Exercise prompt - Return the lines of the data below exactly. Start at the first and end with the line containing "pub const FONT_WIDTH_NORMAL: u32 = 24;".

(Dataset items)
+-------+

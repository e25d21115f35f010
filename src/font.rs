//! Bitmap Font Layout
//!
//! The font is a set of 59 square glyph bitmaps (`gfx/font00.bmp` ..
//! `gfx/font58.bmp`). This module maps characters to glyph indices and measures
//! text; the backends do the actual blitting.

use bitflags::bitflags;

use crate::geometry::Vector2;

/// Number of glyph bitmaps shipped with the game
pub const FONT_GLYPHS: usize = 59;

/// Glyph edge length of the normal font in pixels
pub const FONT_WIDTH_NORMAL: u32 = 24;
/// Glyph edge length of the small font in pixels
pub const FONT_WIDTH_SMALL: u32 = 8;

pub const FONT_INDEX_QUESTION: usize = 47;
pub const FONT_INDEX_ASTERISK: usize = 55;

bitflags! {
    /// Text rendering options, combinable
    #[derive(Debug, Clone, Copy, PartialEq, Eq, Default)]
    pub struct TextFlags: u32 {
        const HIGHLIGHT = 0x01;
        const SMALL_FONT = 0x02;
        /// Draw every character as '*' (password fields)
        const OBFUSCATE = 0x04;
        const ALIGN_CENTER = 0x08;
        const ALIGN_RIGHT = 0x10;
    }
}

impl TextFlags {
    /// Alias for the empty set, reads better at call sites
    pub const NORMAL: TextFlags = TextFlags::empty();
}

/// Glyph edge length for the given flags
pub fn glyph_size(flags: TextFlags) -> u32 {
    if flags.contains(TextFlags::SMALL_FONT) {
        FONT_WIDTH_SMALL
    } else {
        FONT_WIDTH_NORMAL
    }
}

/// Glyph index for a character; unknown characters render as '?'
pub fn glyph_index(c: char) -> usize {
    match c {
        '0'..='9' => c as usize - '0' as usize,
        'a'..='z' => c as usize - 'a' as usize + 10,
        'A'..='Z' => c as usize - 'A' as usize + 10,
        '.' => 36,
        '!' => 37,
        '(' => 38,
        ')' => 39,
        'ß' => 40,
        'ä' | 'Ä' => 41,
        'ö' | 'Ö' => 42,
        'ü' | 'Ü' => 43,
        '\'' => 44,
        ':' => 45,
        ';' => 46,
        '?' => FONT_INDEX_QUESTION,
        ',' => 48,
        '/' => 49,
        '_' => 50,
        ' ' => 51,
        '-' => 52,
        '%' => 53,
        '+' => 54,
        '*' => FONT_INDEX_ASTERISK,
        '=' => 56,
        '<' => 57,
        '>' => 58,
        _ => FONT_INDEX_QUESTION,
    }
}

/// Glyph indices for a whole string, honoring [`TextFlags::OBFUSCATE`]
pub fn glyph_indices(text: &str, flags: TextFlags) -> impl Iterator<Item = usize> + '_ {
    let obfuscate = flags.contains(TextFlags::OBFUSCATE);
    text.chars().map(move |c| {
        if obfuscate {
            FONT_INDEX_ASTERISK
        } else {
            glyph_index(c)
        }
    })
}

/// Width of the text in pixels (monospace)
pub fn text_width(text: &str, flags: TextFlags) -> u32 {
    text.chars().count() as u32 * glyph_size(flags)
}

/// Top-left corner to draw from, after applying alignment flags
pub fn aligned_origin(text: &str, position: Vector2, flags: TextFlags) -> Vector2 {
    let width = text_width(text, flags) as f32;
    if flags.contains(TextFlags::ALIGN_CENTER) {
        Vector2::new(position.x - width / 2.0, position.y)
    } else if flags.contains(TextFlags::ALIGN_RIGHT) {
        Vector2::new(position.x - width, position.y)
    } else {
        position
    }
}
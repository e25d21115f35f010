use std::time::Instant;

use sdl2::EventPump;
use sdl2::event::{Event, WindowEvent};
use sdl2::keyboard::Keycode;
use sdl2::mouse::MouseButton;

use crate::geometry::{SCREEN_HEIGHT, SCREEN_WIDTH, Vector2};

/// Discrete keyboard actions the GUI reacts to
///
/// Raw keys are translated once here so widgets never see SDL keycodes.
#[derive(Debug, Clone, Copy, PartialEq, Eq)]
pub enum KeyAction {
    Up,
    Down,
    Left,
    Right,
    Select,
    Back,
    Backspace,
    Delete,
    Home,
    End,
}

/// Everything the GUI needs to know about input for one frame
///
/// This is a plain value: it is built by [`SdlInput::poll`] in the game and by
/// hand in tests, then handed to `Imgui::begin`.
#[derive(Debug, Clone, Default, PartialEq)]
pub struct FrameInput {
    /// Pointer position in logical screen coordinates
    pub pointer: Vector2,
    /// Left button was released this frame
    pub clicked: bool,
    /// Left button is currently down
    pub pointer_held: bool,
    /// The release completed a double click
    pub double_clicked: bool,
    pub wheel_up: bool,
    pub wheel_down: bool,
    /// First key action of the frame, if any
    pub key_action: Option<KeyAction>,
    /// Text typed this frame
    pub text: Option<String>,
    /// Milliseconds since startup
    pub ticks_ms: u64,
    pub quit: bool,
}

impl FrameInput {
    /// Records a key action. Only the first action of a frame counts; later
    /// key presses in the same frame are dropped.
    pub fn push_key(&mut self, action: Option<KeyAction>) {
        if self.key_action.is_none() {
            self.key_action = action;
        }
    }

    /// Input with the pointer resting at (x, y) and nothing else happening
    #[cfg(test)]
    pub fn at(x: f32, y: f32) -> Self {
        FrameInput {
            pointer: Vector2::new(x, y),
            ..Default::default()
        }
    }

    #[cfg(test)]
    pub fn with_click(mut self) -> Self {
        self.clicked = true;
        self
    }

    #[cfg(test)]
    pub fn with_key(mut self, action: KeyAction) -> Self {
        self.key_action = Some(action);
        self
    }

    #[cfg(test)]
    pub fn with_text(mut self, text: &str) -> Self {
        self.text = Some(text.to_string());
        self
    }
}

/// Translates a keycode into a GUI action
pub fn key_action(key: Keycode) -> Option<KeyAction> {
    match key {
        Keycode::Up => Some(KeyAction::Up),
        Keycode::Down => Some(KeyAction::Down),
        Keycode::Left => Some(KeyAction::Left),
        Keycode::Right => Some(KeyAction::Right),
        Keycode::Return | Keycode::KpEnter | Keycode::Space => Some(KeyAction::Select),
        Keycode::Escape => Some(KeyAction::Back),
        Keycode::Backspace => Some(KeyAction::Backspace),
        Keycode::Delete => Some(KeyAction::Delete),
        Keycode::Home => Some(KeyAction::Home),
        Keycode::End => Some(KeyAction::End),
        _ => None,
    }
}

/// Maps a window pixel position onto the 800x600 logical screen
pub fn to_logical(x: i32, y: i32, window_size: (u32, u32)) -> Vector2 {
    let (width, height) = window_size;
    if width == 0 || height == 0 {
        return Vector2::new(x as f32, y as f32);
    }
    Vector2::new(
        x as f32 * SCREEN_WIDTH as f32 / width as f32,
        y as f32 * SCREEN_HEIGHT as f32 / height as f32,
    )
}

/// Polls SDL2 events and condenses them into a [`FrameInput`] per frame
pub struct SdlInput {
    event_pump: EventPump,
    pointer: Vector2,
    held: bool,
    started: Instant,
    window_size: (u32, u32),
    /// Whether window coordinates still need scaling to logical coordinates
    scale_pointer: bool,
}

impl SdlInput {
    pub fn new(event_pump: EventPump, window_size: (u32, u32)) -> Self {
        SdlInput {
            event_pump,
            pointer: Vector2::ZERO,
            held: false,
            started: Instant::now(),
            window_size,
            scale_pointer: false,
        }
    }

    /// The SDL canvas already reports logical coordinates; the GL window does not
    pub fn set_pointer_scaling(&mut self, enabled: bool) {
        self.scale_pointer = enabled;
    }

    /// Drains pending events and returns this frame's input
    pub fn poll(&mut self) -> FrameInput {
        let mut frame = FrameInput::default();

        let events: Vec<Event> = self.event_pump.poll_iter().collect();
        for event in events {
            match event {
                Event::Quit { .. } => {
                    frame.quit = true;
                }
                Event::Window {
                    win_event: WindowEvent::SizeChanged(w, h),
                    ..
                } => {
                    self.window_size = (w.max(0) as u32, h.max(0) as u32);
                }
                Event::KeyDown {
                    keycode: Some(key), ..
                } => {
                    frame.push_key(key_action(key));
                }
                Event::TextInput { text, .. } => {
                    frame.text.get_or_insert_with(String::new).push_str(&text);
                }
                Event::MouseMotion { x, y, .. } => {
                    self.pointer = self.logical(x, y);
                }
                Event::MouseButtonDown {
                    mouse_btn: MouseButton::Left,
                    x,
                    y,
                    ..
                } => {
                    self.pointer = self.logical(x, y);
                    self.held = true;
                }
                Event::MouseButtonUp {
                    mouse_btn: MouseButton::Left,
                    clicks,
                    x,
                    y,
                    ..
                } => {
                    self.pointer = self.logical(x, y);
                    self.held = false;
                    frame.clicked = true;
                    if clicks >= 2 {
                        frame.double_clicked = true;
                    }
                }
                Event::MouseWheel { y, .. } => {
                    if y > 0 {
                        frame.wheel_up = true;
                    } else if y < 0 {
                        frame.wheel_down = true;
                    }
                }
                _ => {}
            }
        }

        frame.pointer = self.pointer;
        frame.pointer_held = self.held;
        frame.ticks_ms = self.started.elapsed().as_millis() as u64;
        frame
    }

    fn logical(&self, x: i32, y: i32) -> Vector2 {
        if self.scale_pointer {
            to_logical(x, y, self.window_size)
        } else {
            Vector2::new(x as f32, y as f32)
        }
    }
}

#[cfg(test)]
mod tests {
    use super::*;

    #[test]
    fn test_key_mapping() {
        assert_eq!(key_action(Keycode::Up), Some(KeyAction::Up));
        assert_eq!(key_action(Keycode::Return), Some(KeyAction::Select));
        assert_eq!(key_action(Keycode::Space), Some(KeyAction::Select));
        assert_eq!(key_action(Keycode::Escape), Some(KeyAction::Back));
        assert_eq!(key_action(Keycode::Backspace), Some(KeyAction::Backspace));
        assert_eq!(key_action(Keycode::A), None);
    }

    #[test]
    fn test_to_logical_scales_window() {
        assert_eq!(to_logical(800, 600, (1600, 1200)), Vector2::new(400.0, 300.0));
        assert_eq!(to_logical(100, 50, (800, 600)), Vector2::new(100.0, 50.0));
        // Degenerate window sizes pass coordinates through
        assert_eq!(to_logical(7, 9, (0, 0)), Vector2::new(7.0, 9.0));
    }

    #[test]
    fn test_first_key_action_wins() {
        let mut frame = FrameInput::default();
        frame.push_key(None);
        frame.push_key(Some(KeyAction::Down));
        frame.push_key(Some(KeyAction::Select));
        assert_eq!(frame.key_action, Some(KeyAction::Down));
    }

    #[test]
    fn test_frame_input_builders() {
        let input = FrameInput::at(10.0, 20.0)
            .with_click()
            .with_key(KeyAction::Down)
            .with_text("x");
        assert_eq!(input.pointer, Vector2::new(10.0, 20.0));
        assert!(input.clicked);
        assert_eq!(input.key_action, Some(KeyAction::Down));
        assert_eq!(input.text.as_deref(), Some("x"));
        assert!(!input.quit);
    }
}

+-------+

Output for this task -
repository e25d21115f35f010
filename src/font.rs
//! Bitmap Font Layout
//!
//! The font is a set of 59 square glyph bitmaps (`gfx/font00.bmp` ..
//! `gfx/font58.bmp`). This module maps characters to glyph indices and measures
//! text; the backends do the actual blitting.

use bitflags::bitflags;

use crate::geometry::Vector2;

/// Number of glyph bitmaps shipped with the game
pub const FONT_GLYPHS: usize = 59;

/// Glyph edge length of the normal font in pixels
pub const FONT_WIDTH_NORMAL: u32 = 24;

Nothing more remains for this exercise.